(SOURCE DATA begins)
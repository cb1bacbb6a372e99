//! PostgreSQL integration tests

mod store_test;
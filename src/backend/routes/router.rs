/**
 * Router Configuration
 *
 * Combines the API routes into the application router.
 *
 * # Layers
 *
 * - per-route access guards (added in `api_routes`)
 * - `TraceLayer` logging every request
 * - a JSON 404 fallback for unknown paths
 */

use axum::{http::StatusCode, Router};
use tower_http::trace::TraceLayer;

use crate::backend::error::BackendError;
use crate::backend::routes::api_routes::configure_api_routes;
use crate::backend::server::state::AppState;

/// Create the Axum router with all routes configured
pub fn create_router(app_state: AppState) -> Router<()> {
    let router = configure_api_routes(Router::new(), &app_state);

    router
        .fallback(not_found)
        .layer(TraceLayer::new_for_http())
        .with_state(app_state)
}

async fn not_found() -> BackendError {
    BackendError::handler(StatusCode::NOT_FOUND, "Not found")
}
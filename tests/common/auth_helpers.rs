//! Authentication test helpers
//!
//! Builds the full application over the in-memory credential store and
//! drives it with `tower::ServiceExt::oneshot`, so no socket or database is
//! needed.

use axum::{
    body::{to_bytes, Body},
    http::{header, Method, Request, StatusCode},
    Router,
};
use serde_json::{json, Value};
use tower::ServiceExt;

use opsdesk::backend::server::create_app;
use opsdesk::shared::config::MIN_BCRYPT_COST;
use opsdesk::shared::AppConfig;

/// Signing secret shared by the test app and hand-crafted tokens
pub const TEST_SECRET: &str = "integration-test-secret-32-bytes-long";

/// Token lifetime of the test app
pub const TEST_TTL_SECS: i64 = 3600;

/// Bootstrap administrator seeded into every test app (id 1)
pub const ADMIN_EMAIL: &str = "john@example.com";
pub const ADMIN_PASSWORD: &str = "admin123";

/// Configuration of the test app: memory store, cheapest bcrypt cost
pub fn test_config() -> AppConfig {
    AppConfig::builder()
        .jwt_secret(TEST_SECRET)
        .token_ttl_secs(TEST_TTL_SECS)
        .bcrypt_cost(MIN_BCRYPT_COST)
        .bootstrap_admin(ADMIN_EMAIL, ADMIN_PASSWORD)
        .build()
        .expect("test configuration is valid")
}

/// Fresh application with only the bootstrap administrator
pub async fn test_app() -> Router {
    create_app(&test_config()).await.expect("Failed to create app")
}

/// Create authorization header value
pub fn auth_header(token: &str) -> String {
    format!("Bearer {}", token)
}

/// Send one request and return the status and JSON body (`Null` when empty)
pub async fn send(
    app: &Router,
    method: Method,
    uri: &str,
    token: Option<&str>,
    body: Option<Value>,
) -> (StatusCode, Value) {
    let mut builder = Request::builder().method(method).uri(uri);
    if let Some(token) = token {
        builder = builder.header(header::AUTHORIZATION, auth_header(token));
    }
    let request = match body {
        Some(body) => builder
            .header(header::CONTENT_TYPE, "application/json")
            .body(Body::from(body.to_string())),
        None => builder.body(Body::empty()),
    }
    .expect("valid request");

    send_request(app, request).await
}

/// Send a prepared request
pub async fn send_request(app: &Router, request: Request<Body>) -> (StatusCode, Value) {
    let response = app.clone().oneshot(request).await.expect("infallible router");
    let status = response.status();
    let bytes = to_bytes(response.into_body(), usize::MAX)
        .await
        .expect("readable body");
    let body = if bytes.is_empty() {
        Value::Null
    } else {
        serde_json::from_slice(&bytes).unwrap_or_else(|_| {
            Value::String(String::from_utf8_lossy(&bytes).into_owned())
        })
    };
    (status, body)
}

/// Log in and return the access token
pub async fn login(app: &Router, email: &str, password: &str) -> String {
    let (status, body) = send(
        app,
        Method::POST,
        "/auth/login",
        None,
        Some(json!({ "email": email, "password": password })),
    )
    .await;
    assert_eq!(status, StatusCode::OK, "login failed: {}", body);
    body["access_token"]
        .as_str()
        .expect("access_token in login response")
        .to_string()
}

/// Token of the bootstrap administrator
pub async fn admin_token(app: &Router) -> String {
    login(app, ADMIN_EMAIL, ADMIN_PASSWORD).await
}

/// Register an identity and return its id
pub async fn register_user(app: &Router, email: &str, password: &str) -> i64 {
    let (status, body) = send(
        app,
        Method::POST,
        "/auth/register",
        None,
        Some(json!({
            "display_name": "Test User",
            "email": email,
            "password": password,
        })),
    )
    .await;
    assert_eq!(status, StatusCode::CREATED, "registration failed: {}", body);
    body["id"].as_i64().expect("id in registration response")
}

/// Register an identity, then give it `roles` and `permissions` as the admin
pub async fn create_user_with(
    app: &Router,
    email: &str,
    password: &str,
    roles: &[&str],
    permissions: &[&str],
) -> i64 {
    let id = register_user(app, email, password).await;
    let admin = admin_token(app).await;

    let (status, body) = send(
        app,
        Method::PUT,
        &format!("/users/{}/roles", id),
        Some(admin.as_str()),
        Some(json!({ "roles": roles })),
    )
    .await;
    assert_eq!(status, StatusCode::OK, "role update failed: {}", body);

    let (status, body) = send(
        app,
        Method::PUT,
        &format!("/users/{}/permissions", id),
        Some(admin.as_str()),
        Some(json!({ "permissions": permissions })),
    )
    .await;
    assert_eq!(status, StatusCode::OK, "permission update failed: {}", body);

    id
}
(SOURCE DATA ends)
Retype only the stretch of lines above starting at the one with "AppConfig::builder()" and stopping at the one with "pub async fn test_app()", exactly as written, with both kept.

THE ANSWER »
    AppConfig::builder()
        .jwt_secret(TEST_SECRET)
        .token_ttl_secs(TEST_TTL_SECS)
        .bcrypt_cost(MIN_BCRYPT_COST)
        .bootstrap_admin(ADMIN_EMAIL, ADMIN_PASSWORD)
        .build()
        .expect("test configuration is valid")
}

/// Fresh application with only the bootstrap administrator
pub async fn test_app() -> Router {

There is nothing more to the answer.